What follows are excerpts from the New Hampshire Center for Public Policy Studies (NHCPPS) entitled Manchester’s Education Benchmarks: Using data to map a pathway to success, September 2014. The New Hampshire Center for Public Policy Studies is an independent, nonpartisan organization that pursues data-based research on public policy matters, develops options, informs policy makers and advises them about choices for action.
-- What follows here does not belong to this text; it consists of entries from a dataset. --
//! Messages from the host into the frame loop.

use std::sync::mpsc::Sender;

use tracing::warn;

/// A mutation requested from outside the frame loop.
///
/// Applied at the start of the next frame, in arrival order.
#[derive(Debug, Clone, Copy, PartialEq, Eq)]
pub enum DriverCommand {
    /// The drawing surface changed size. Only the last pending resize
    /// in a frame is applied.
    Resize { width: u32, height: u32 },
    /// Add one randomly drawn gust.
    SpawnGust,
    /// Stop the effect before stepping.
    Stop,
}

/// Cloneable sender for [`DriverCommand`]s.
///
/// Every method returns `false` once the driver has been dropped.
#[derive(Debug, Clone)]
pub struct DriverHandle {
    sender: Sender<DriverCommand>,
}

impl DriverHandle {
    pub(crate) fn new(sender: Sender<DriverCommand>) -> Self {
        Self { sender }
    }

    pub fn send(&self, command: DriverCommand) -> bool {
        if self.sender.send(command).is_err() {
            warn!(?command, "driver is unmounted, command dropped");
            return false;
        }
        true
    }

    /// Resize notification.
    pub fn resize(&self, width: u32, height: u32) -> bool {
        self.send(DriverCommand::Resize { width, height })
    }

    pub fn spawn_gust(&self) -> bool {
        self.send(DriverCommand::SpawnGust)
    }

    pub fn stop(&self) -> bool {
        self.send(DriverCommand::Stop)
    }
}
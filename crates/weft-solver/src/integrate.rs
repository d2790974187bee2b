//! Semi-implicit Verlet integration and the secondary damping pass.

use weft_mesh::Particle;
use weft_types::Vec2;

/// Advances every free particle one frame.
///
/// `v = (pos - prev) * damping + force`, then `prev = pos`, `pos += v`.
/// `force` is gravity plus the accumulated wind for this frame.
pub fn integrate(particles: &mut [Particle], force: Vec2, damping: f32) {
    for p in particles.iter_mut().filter(|p| !p.anchored) {
        let velocity = (p.pos - p.prev) * damping + force;
        p.prev = p.pos;
        p.pos += velocity;
    }
}

/// Pulls each free particle's previous position toward its current one.
///
/// Runs after [`integrate`] and bleeds off the energy the relaxation pass
/// pumps into the implicit velocity.
pub fn apply_damping(particles: &mut [Particle], damping: f32) {
    for p in particles.iter_mut().filter(|p| !p.anchored) {
        p.prev = p.pos - (p.pos - p.prev) * damping;
    }
}

/// Σ |pos - prev|² over free particles.
pub fn kinetic_energy(particles: &[Particle]) -> f64 {
    particles
        .iter()
        .filter(|p| !p.anchored)
        .map(|p| p.velocity().length_squared() as f64)
        .sum()
}
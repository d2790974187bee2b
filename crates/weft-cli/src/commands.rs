//! CLI command implementations.

use std::error::Error;
use std::time::Instant;

use weft_driver::{Driver, DriverConfig, IntervalScheduler, RunMetrics};
use weft_mesh::ClothMesh;
use weft_render::PixelCanvas;
use weft_telemetry::TracingSink;

type CmdResult = Result<(), Box<dyn Error>>;

/// Arguments for [`run`].
pub struct RunArgs<'a> {
    pub config: Option<&'a str>,
    pub width: u32,
    pub height: u32,
    pub frames: u64,
    pub output: &'a str,
    pub seed: Option<u64>,
    pub realtime: bool,
    pub mesh_out: Option<&'a str>,
    pub telemetry: bool,
}

fn load_config(path: Option<&str>) -> Result<DriverConfig, Box<dyn Error>> {
    let config = match path {
        Some(path) => {
            let content = std::fs::read_to_string(path)?;
            DriverConfig::from_toml(&content)?
        }
        None => DriverConfig::default(),
    };
    config.validate()?;
    Ok(config)
}

/// Parses `WIDTHxHEIGHT`.
fn parse_size(text: &str) -> Result<(u32, u32), Box<dyn Error>> {
    let (w, h) = text
        .trim()
        .split_once(['x', 'X'])
        .ok_or_else(|| format!("Invalid size '{text}', expected WIDTHxHEIGHT"))?;
    Ok((w.trim().parse()?, h.trim().parse()?))
}

/// Run the effect headless and save the last frame.
pub fn run(args: RunArgs<'_>) -> CmdResult {
    let mut config = load_config(args.config)?;
    if args.seed.is_some() {
        config.seed = args.seed;
    }

    println!("weft run");
    println!("────────");
    println!("Surface:   {}x{}", args.width, args.height);
    println!("Frames:    {}", args.frames);
    println!("Pacing:    {}", if args.realtime { "realtime" } else { "simulated" });
    println!();

    let mut driver = Driver::mount(PixelCanvas::new(args.width, args.height), config)?;
    if args.telemetry {
        driver = driver.with_sink(Box::new(TracingSink::new()));
    }

    let start = Instant::now();
    let frames_run = if args.realtime {
        driver.start()?;
        let mut scheduler =
            IntervalScheduler::from_rate(driver.config().frame_rate).with_limit(args.frames);
        driver.run(&mut scheduler)
    } else {
        driver.start_without_timer()?;
        driver.run_frames(args.frames).len() as u64
    };
    let elapsed = start.elapsed().as_secs_f64();

    let mesh = driver.mesh();
    println!("Grid:        {}x{}", mesh.layout.cols, mesh.layout.rows);
    println!("Particles:   {} ({} anchored)", mesh.particle_count(), mesh.anchored_count());
    println!("Springs:     {}", mesh.spring_count());
    println!("Frames run:  {frames_run} in {elapsed:.3}s");
    println!("Live gusts:  {}", driver.sim().wind().len());
    println!("Final KE:    {:.6e}", driver.sim().kinetic_energy());
    println!("Max strain:  {:.4}", mesh.max_strain());

    if let Some(path) = args.mesh_out {
        std::fs::write(path, serde_json::to_string_pretty(mesh)?)?;
        println!("Mesh written to: {path}");
    }

    let canvas = driver.unmount()?;
    canvas.save_png(args.output)?;
    println!("Frame written to: {}", args.output);
    Ok(())
}

/// Time the frame loop for each surface size.
pub fn bench(
    config_path: Option<&str>,
    frames: u64,
    sizes: &[String],
    output_path: Option<&str>,
) -> CmdResult {
    let mut config = load_config(config_path)?;
    if config.seed.is_none() {
        config.seed = Some(0);
    }

    println!("weft Benchmark");
    println!("══════════════");
    println!();

    let mut all_metrics = Vec::new();
    for size in sizes {
        let (width, height) = parse_size(size)?;
        let mut driver = Driver::mount(PixelCanvas::new(width, height), config.clone())?;
        driver.start_without_timer()?;

        println!(
            "Running: {size} ({} particles, {} springs, {frames} frames)",
            driver.mesh().particle_count(),
            driver.mesh().spring_count(),
        );

        let metrics = RunMetrics::measure(size, &mut driver, frames);
        driver.unmount()?;

        println!("  Wall time:     {:.3}s", metrics.total_wall_time);
        println!("  Avg step:      {:.3}ms", metrics.avg_step_time * 1000.0);
        println!("  Avg render:    {:.3}ms", metrics.avg_render_time * 1000.0);
        println!("  Final KE:      {:.6e}", metrics.final_kinetic_energy);
        println!("  Max strain:    {:.4}", metrics.max_strain);
        println!();

        all_metrics.push(metrics);
    }

    let csv = RunMetrics::to_csv(&all_metrics);
    if let Some(path) = output_path {
        std::fs::write(path, &csv)?;
        println!("Results written to: {path}");
    } else {
        println!("CSV Output:");
        println!("{csv}");
    }
    Ok(())
}

/// Validate a config or a mesh dump.
pub fn validate(path: &str) -> CmdResult {
    println!("weft Validator");
    println!("──────────────");
    println!();

    if path.ends_with(".toml") {
        println!("Validating config: {path}");
        let content = std::fs::read_to_string(path)?;
        let config = DriverConfig::from_toml(&content)?;
        match config.validate() {
            Ok(()) => println!("✅ Config is valid."),
            Err(e) => {
                println!("❌ Config validation failed: {e}");
                return Err(e.into());
            }
        }
    } else if path.ends_with(".json") {
        println!("Validating mesh: {path}");
        let content = std::fs::read_to_string(path)?;
        let mesh: ClothMesh = serde_json::from_str(&content)?;
        match mesh.validate() {
            Ok(()) => println!(
                "✅ Mesh is valid ({} particles, {} springs).",
                mesh.particle_count(),
                mesh.spring_count()
            ),
            Err(e) => {
                println!("❌ Mesh validation failed: {e}");
                return Err(e.into());
            }
        }
    } else {
        return Err("Unsupported file format. Use .toml (config) or .json (mesh).".into());
    }

    Ok(())
}

/// Print the default config.
pub fn print_config() -> CmdResult {
    print!("{}", DriverConfig::default().to_toml()?);
    Ok(())
}
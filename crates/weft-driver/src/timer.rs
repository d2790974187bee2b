//! Periodic gust generator.
//!
//! Runs on its own thread, decoupled from the frame rate. It never touches
//! the wind field directly; it only enqueues [`DriverCommand::SpawnGust`].

use std::sync::mpsc::{self, RecvTimeoutError, Sender};
use std::thread::{self, JoinHandle};
use std::time::Duration;

use tracing::{debug, warn};
use weft_types::{WeftError, WeftResult};

use crate::command::DriverHandle;

/// A running gust timer. Cancelled on [`cancel`](Self::cancel) or drop.
#[derive(Debug)]
pub struct GustTimer {
    stop: Option<Sender<()>>,
    thread: Option<JoinHandle<u64>>,
}

impl GustTimer {
    /// Starts sending `SpawnGust` through `handle` every `interval`.
    ///
    /// The first gust fires one interval after the call. The thread exits
    /// on cancel or once the driver behind `handle` is gone.
    pub fn spawn(handle: DriverHandle, interval: Duration) -> WeftResult<Self> {
        let (stop, stopped) = mpsc::channel::<()>();
        let thread = thread::Builder::new()
            .name("weft-gust-timer".into())
            .spawn(move || {
                let mut fired = 0u64;
                loop {
                    match stopped.recv_timeout(interval) {
                        Err(RecvTimeoutError::Timeout) => {
                            if !handle.spawn_gust() {
                                break;
                            }
                            fired += 1;
                        }
                        Ok(()) | Err(RecvTimeoutError::Disconnected) => break,
                    }
                }
                fired
            })?;

        debug!(interval_ms = interval.as_millis() as u64, "gust timer started");
        Ok(Self {
            stop: Some(stop),
            thread: Some(thread),
        })
    }

    pub fn is_running(&self) -> bool {
        self.thread.is_some()
    }

    /// Stops the thread and waits for it. Returns how many gusts it sent.
    ///
    /// Calling this again after the first time returns `Ok(0)`.
    pub fn cancel(&mut self) -> WeftResult<u64> {
        if let Some(stop) = self.stop.take() {
            let _ = stop.send(());
        }
        let Some(thread) = self.thread.take() else {
            return Ok(0);
        };
        let fired = thread
            .join()
            .map_err(|_| WeftError::Lifecycle("gust timer thread panicked".into()))?;
        debug!(fired, "gust timer cancelled");
        Ok(fired)
    }
}

impl Drop for GustTimer {
    fn drop(&mut self) {
        if let Err(e) = self.cancel() {
            warn!(error = %e, "gust timer did not shut down cleanly");
        }
    }
}
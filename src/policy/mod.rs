//! Route policy: the canonical-path normalizer and the static policy table it feeds.

pub mod normalize;
pub mod table;

pub use normalize::{NormalizedPath, Placeholder, normalize_path};
pub use table::{PolicyEntry, PolicyKey, PolicyTable, ResourceKind};

use axum::http::Method;

/// Canonical lookup key for a concrete request, plus the segment the placeholder replaced.
pub fn policy_key_for(method: &Method, path: &str) -> (PolicyKey, Option<String>) {
    let NormalizedPath {
        canonical,
        resource_id,
        ..
    } = normalize_path(path);
    (PolicyKey::new(method.clone(), canonical), resource_id)
}
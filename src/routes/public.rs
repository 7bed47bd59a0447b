use crate::{AppState, handlers};
use axum::{Router, routing::get};

/// Gateway Router Module
///
/// `GET /api/health` is explicitly public in the policy table; `GET /api/auth/me` needs any
/// verified role.
pub fn public_routes() -> Router<AppState> {
    Router::new()
        // GET /api/health
        // Liveness probe for load balancers.
        .route("/api/health", get(handlers::health))
        // GET /api/auth/me
        // Echoes the identity the interceptor resolved.
        .route("/api/auth/me", get(handlers::get_me))
}
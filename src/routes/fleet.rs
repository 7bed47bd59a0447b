use crate::{AppState, handlers};
use axum::{Router, routing::get};

/// Fleet Router Module
pub fn fleet_routes() -> Router<AppState> {
    Router::new()
        // GET /api/trailers: any role. POST /api/trailers: manager or admin, audited.
        .route(
            "/api/trailers",
            get(handlers::list_trailers).post(handlers::create_trailer),
        )
        // GET /api/tracking/{code}
        // Device codes such as `TRK-88A-01` canonicalize to `:trailerId`.
        .route("/api/tracking/{code}", get(handlers::get_tracking))
}
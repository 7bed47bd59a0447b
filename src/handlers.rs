use crate::{
    AppState,
    audit::AuditEntry,
    auth::AuthUser,
    authorizer::SourceAddress,
    models::{
        self, CreateTrailerRequest, GenerateMonthResponse, Payment, Share, TrackingPoint,
        Trailer, UserProfile,
    },
};
use axum::{
    Json,
    extract::{Path, State},
    http::StatusCode,
};
use serde_json::json;
use uuid::Uuid;

// Role and ownership checks for every handler below happen in the interceptor before the
// handler runs. Handlers only do their own work and, for privileged writes, audit it.

/// health
///
/// [Public] Liveness probe.
#[utoipa::path(
    get,
    path = "/api/health",
    responses((status = 200, description = "Service is up", body = String))
)]
pub async fn health() -> &'static str {
    "ok"
}

/// get_me
///
/// [Investor, Manager, Admin] The caller's resolved identity.
#[utoipa::path(
    get,
    path = "/api/auth/me",
    responses(
        (status = 200, description = "Profile", body = UserProfile),
        (status = 401, description = "No verified caller")
    )
)]
pub async fn get_me(AuthUser { id, role }: AuthUser) -> Json<UserProfile> {
    Json(UserProfile { id, role })
}

/// get_share
///
/// [Investor (owner only), Manager, Admin] A single share.
#[utoipa::path(
    get,
    path = "/api/shares/{id}",
    params(("id" = Uuid, Path, description = "Share ID")),
    responses(
        (status = 200, description = "Found", body = Share),
        (status = 403, description = "Not the owner"),
        (status = 404, description = "Not Found")
    )
)]
pub async fn get_share(
    State(state): State<AppState>,
    Path(id): Path<Uuid>,
) -> Result<Json<models::Share>, StatusCode> {
    state
        .repo
        .get_share(id)
        .await
        .map(Json)
        .ok_or(StatusCode::NOT_FOUND)
}

/// get_payment
///
/// [Investor (owner of the parent share only), Manager, Admin] A single payment.
#[utoipa::path(
    get,
    path = "/api/payments/{id}",
    params(("id" = Uuid, Path, description = "Payment ID")),
    responses(
        (status = 200, description = "Found", body = Payment),
        (status = 403, description = "Not the owner"),
        (status = 404, description = "Not Found")
    )
)]
pub async fn get_payment(
    State(state): State<AppState>,
    Path(id): Path<Uuid>,
) -> Result<Json<models::Payment>, StatusCode> {
    state
        .repo
        .get_payment(id)
        .await
        .map(Json)
        .ok_or(StatusCode::NOT_FOUND)
}

/// list_trailers
///
/// [Investor, Manager, Admin] The whole fleet.
#[utoipa::path(
    get,
    path = "/api/trailers",
    responses((status = 200, description = "Fleet", body = [Trailer]))
)]
pub async fn list_trailers(State(state): State<AppState>) -> Json<Vec<models::Trailer>> {
    Json(state.repo.list_trailers().await)
}

/// create_trailer
///
/// [Manager, Admin] Registers a trailer and audits the creation.
#[utoipa::path(
    post,
    path = "/api/trailers",
    request_body = CreateTrailerRequest,
    responses(
        (status = 201, description = "Created", body = Trailer),
        (status = 403, description = "Role not permitted")
    )
)]
pub async fn create_trailer(
    AuthUser { id: actor_id, role }: AuthUser,
    SourceAddress(source): SourceAddress,
    State(state): State<AppState>,
    Json(payload): Json<CreateTrailerRequest>,
) -> Result<(StatusCode, Json<models::Trailer>), StatusCode> {
    let trailer = state.repo.create_trailer(payload).await.map_err(|e| {
        tracing::error!(error = %e, "create_trailer failed");
        StatusCode::INTERNAL_SERVER_ERROR
    })?;

    state
        .audit
        .record(AuditEntry::new(
            Some(actor_id),
            "trailer_created",
            "trailer",
            Some(trailer.id.to_string()),
            json!({ "code": trailer.code, "role": role }),
            source,
        ))
        .await;

    Ok((StatusCode::CREATED, Json(trailer)))
}

/// get_tracking
///
/// [Investor, Manager, Admin] Latest GPS fixes for a trailer code.
#[utoipa::path(
    get,
    path = "/api/tracking/{code}",
    params(("code" = String, Path, description = "Trailer tracking code")),
    responses((status = 200, description = "Recent positions", body = [TrackingPoint]))
)]
pub async fn get_tracking(
    State(state): State<AppState>,
    Path(code): Path<String>,
) -> Json<Vec<models::TrackingPoint>> {
    Json(state.repo.get_tracking(&code).await)
}

/// generate_month
///
/// [Admin] Triggers payout generation for a "YYYY-MM" month and audits the run.
#[utoipa::path(
    post,
    path = "/api/financial/generate/{month}",
    params(("month" = String, Path, description = "Year-month, e.g. 2025-10")),
    responses(
        (status = 202, description = "Generated", body = GenerateMonthResponse),
        (status = 403, description = "Role not permitted")
    )
)]
pub async fn generate_month(
    AuthUser { id: actor_id, role }: AuthUser,
    SourceAddress(source): SourceAddress,
    State(state): State<AppState>,
    Path(month): Path<String>,
) -> Result<(StatusCode, Json<GenerateMonthResponse>), StatusCode> {
    let generated = state.repo.generate_month(&month).await.map_err(|e| {
        tracing::error!(error = %e, month = %month, "generate_month failed");
        StatusCode::INTERNAL_SERVER_ERROR
    })?;

    state
        .audit
        .record(AuditEntry::new(
            Some(actor_id),
            "financial_generated",
            "month",
            Some(month.clone()),
            json!({ "generated": generated, "role": role }),
            source,
        ))
        .await;

    Ok((
        StatusCode::ACCEPTED,
        Json(GenerateMonthResponse { month, generated }),
    ))
}
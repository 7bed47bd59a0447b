use axum::{
    extract::FromRequestParts,
    http::{HeaderMap, StatusCode, header, request::Parts},
};
use jsonwebtoken::{DecodingKey, Validation, decode};
use serde::{Deserialize, Serialize};
use uuid::Uuid;

use crate::{
    config::{AppConfig, Env},
    error::RepositoryError,
    models::Role,
    repository::Repository,
};

/// Claims
///
/// Payload expected inside a bearer JWT.
#[derive(Debug, Serialize, Deserialize)]
pub struct Claims {
    /// Subject: the user's id, used to load the current role from `users`.
    pub sub: Uuid,
    /// Expiration time. Always validated.
    pub exp: usize,
    /// Issued at.
    pub iat: usize,
}

/// AuthContext
///
/// The verified identity of the caller for the lifetime of one request. Produced by
/// [`verify_credentials`], consumed by the authorizer and ownership checker, and attached
/// to the request and response extensions by the interceptor.
#[derive(Debug, Clone, Copy, PartialEq, Eq)]
pub struct AuthContext {
    pub actor_id: Uuid,
    pub role: Role,
}

/// verify_credentials
///
/// Resolves request credentials into an [`AuthContext`], or `Ok(None)` when the caller is
/// anonymous or presents anything invalid. Never rejects on its own; whether anonymity
/// is acceptable is the policy table's decision. `Err` only when the user lookup itself
/// fails.
///
/// 1. Local bypass: in `Env::Local` an `x-user-id` header naming an existing user wins.
/// 2. Bearer token: HS256 JWT validated against `jwt_secret`, `exp` enforced.
/// 3. User lookup: the role is always read fresh from the database, so a deleted or
///    demoted user loses access even with a live token.
pub async fn verify_credentials(
    headers: &HeaderMap,
    repo: &dyn Repository,
    config: &AppConfig,
) -> Result<Option<AuthContext>, RepositoryError> {
    // A bypass header that names no known user falls through to the token check.
    if let Some(id) = local_bypass_id(headers, config) {
        if let Some(ctx) = load_context(repo, id).await? {
            return Ok(Some(ctx));
        }
    }

    match bearer_subject(headers, &config.jwt_secret) {
        Some(user_id) => load_context(repo, user_id).await,
        None => Ok(None),
    }
}

async fn load_context(
    repo: &dyn Repository,
    user_id: Uuid,
) -> Result<Option<AuthContext>, RepositoryError> {
    let Some(user) = repo.get_user(user_id).await? else {
        return Ok(None);
    };

    match user.role.parse::<Role>() {
        Ok(Role::Anonymous) | Err(_) => {
            tracing::warn!(user_id = %user.id, role = %user.role, "user has no usable role");
            Ok(None)
        }
        Ok(role) => Ok(Some(AuthContext {
            actor_id: user.id,
            role,
        })),
    }
}

fn local_bypass_id(headers: &HeaderMap, config: &AppConfig) -> Option<Uuid> {
    if config.env != Env::Local {
        return None;
    }
    headers
        .get("x-user-id")
        .and_then(|value| value.to_str().ok())
        .and_then(|id| Uuid::parse_str(id).ok())
}

fn bearer_subject(headers: &HeaderMap, secret: &str) -> Option<Uuid> {
    let token = headers
        .get(header::AUTHORIZATION)
        .and_then(|value| value.to_str().ok())?
        .strip_prefix("Bearer ")?;

    let decoding_key = DecodingKey::from_secret(secret.as_bytes());
    let mut validation = Validation::default();
    validation.validate_exp = true;

    match decode::<Claims>(token, &decoding_key, &validation) {
        Ok(data) => Some(data.claims.sub),
        Err(e) => {
            tracing::debug!(error = %e, "bearer token rejected");
            None
        }
    }
}

/// AuthUser
///
/// Handler extractor for the caller's identity. The interceptor has already verified
/// credentials and stored the [`AuthContext`] in the request extensions; this only reads
/// it back. Rejects with 401 if it is absent (public route, anonymous caller).
#[derive(Debug, Clone)]
pub struct AuthUser {
    pub id: Uuid,
    pub role: Role,
}

impl<S> FromRequestParts<S> for AuthUser
where
    S: Send + Sync,
{
    type Rejection = StatusCode;

    async fn from_request_parts(parts: &mut Parts, _state: &S) -> Result<Self, Self::Rejection> {
        parts
            .extensions
            .get::<AuthContext>()
            .map(|ctx| AuthUser {
                id: ctx.actor_id,
                role: ctx.role,
            })
            .ok_or(StatusCode::UNAUTHORIZED)
    }
}
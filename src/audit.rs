use async_trait::async_trait;
use chrono::{DateTime, Utc};
use serde::Serialize;
use serde_json::Value;
use sqlx::PgPool;
use std::sync::{Arc, Mutex};
use uuid::Uuid;

use crate::error::AuditError;

/// Action names written by the authorization layer.
pub const ACCESS_DENIED: &str = "access_denied";
pub const UNAUTHORIZED_ACCESS: &str = "unauthorized_access";

/// AuditEntry
///
/// An immutable fact about a security-relevant decision or privileged action. Entries are
/// created once and only ever appended to a sink.
#[derive(Debug, Clone, Serialize, PartialEq)]
pub struct AuditEntry {
    /// `None` for anonymous callers.
    pub actor_id: Option<Uuid>,
    pub action: String,
    pub entity_type: String,
    pub entity_id: Option<String>,
    /// Opaque structured payload. Never echoed back to clients.
    pub detail: Value,
    pub source_address: Option<String>,
    pub created_at: DateTime<Utc>,
}

impl AuditEntry {
    pub fn new(
        actor_id: Option<Uuid>,
        action: impl Into<String>,
        entity_type: impl Into<String>,
        entity_id: Option<String>,
        detail: Value,
        source_address: Option<String>,
    ) -> Self {
        Self {
            actor_id,
            action: action.into(),
            entity_type: entity_type.into(),
            entity_id,
            detail,
            source_address,
            created_at: Utc::now(),
        }
    }
}

/// AuditSink
///
/// Durable, append-only storage for audit entries. The trait has no read, update or
/// delete operation.
#[async_trait]
pub trait AuditSink: Send + Sync {
    async fn append(&self, entry: &AuditEntry) -> Result<(), AuditError>;
}

pub type AuditSinkState = Arc<dyn AuditSink>;

/// PostgresAuditSink
///
/// Inserts into `audit_logs`. Concurrent appends are plain inserts, so none can be lost
/// to a read-modify-write race.
pub struct PostgresAuditSink {
    pool: PgPool,
}

impl PostgresAuditSink {
    pub fn new(pool: PgPool) -> Self {
        Self { pool }
    }
}

#[async_trait]
impl AuditSink for PostgresAuditSink {
    async fn append(&self, entry: &AuditEntry) -> Result<(), AuditError> {
        sqlx::query(
            r#"
            INSERT INTO audit_logs
                (actor_id, action, entity_type, entity_id, detail, source_address, created_at)
            VALUES ($1, $2, $3, $4, $5, $6, $7)
            "#,
        )
        .bind(entry.actor_id)
        .bind(&entry.action)
        .bind(&entry.entity_type)
        .bind(&entry.entity_id)
        .bind(&entry.detail)
        .bind(&entry.source_address)
        .bind(entry.created_at)
        .execute(&self.pool)
        .await?;
        Ok(())
    }
}

/// MemoryAuditSink
///
/// In-process sink for tests and local experiments. `failing()` builds a sink whose
/// appends always error, to exercise the deny path when the store is down.
#[derive(Default)]
pub struct MemoryAuditSink {
    entries: Mutex<Vec<AuditEntry>>,
    should_fail: bool,
}

impl MemoryAuditSink {
    pub fn new() -> Self {
        Self::default()
    }

    pub fn failing() -> Self {
        Self {
            entries: Mutex::new(Vec::new()),
            should_fail: true,
        }
    }

    /// Snapshot of everything appended so far, in append order.
    pub fn entries(&self) -> Vec<AuditEntry> {
        self.entries
            .lock()
            .map(|entries| entries.clone())
            .unwrap_or_default()
    }

    pub fn count_action(&self, action: &str) -> usize {
        self.entries()
            .iter()
            .filter(|entry| entry.action == action)
            .count()
    }
}

#[async_trait]
impl AuditSink for MemoryAuditSink {
    async fn append(&self, entry: &AuditEntry) -> Result<(), AuditError> {
        if self.should_fail {
            return Err(AuditError::Unavailable("memory sink set to fail".to_string()));
        }
        self.entries
            .lock()
            .map_err(|_| AuditError::Unavailable("memory sink poisoned".to_string()))?
            .push(entry.clone());
        Ok(())
    }
}

/// AuditRecorder
///
/// Front door for every audit write. Each entry is emitted as a `target: "audit"` tracing
/// event and then appended to the sink. The append is awaited, so a denial is on record
/// before its response leaves; a sink failure is logged loudly and swallowed so that it
/// never turns a 403 into a 500.
#[derive(Clone)]
pub struct AuditRecorder {
    sink: AuditSinkState,
}

impl AuditRecorder {
    pub fn new(sink: AuditSinkState) -> Self {
        Self { sink }
    }

    pub async fn record(&self, entry: AuditEntry) {
        tracing::info!(
            target: "audit",
            action = %entry.action,
            actor_id = ?entry.actor_id,
            entity_type = %entry.entity_type,
            entity_id = entry.entity_id.as_deref().unwrap_or(""),
            source = entry.source_address.as_deref().unwrap_or("unknown"),
            "audit entry"
        );

        if let Err(e) = self.sink.append(&entry).await {
            tracing::error!(
                target: "audit",
                error = %e,
                action = %entry.action,
                entry = %serde_json::to_string(&entry).unwrap_or_default(),
                "failed to persist audit entry"
            );
        }
    }
}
The future of Manchester’s school system has implications for every aspect of the city’s life: economic vitality, civic life, health and well-being of its residents, and beyond. More broadly, Manchester’s schools are a vital piece of the statewide education system, as roughly 8 percent of all public school students in New Hampshire go to school in Manchester, the largest share for a single district. Manchester’s schools are vibrant places, full of positive stories and innovative approaches to education. More than 70 languages are spoken by city students, and the student body is among the most diverse in Northern New England.  The data NHCPPS collected is just a beginning, but it starts to illustrate the interrelation of numerous trends in Manchester over the past decade. The answer to the challenges described here will require some blend of approaches, likely involving curriculum and instructional changes, incentives to attract the next generation of teachers, partnerships with community groups and businesses, and budgetary responses. The question now facing district leaders is how to harness the strengths of the district’s changing demographics, while adopting new policies to address the challenges the schools are still facing to provide the education Manchester students deserve.

 

  • Improving public understanding of the challenges facing Manchester’s children should be a priority for the city’s leaders.
  • Disparities in student success persist at many levels and few show any trend toward closing.
  • These “achievement gaps” between student subgroups (including racial/ethnic background, economic status, disability status, and English-language learner status) can be seen in many measurements: early school readiness, standardized test scores, high school graduation rates, and post-secondary performance, among others. In many cases, the gaps between student subpopulations have remained steady for years, or are actually growing. In some cases, the district’s achievement gaps are wider than the comparable gaps at the state and/or national levels. The student achievement gap is widening.
  • Manchester’s overall demographic trend is cause for concern. With rising levels of child poverty and low-income status among students, and growing numbers of births to low-income, single mothers, the long-term demographic pressures on the district demand the attention of policymakers.
  • Roughly 8 percent of all public school students in New Hampshire go to school in Manchester, the largest share for a single district.
  • More than 70 languages are spoken by city students, and the student body is among the most diverse in Northern New England.
  • Across the district, there is great variation in the low-income student population from school to school.
  • The share of students eligible for free/reduced meals last year ranged from 90 percent at Beech Street Elementary School to 23 at Green Acres Elementary School. The district wide rate was 51 percent last year, close to twice the statewide rate of 28 percent.
  • As the number of low-income students has been rising in Manchester, the district’s student body has been growing more diverse in terms of racial and ethnic composition.
  • The percent of students that are non-white and/or Hispanic (including African American, Asian, Hispanic, Native American or multi-racial) has increased from 20 percent of the student population to 35 percent over the past eight years.
  • New Hampshire’s statewide non-white student population rose from 6 percent to just more than 11 percent over the same period.
  • In some elementary schools, as many as one quarter of all students were deemed truant last year, as measured by at least 10 half-days with an unexcused absence during the academic year. In other schools, that rate was as low as 3 percent.
  • Similarly, the student mobility rate (a measure of the percent of students who leave or enter a school in one academic year) varies from 5 percent to 17 percent across the district’s elementary schools. In other words, schools with high rates of low-income students tend to have higher rates of student homelessness, truancy and mobility.
  • Manchester’s ability to raise money for education is not keeping pace with the rest of the state.
  • Whereas Manchester’s per-pupil valuation was equal to between 80 percent and 84 percent of the statewide value in the early 2000s, it now stands at 70 percent of the statewide value. What this means is that, for most of the past decade, Manchester’s ability to raise money for public schools has not kept pace with the rest of the state, with less taxable property available on a per-pupil basis from year to year.
  • Over the past decade, Manchester’s per-pupil spending has been among the lowest in the state. In the 2012-13 school year, Manchester spent about $10,400 per pupil, the fifth lowest figure in the state, and roughly $3,100 lower than the statewide per-pupil amount.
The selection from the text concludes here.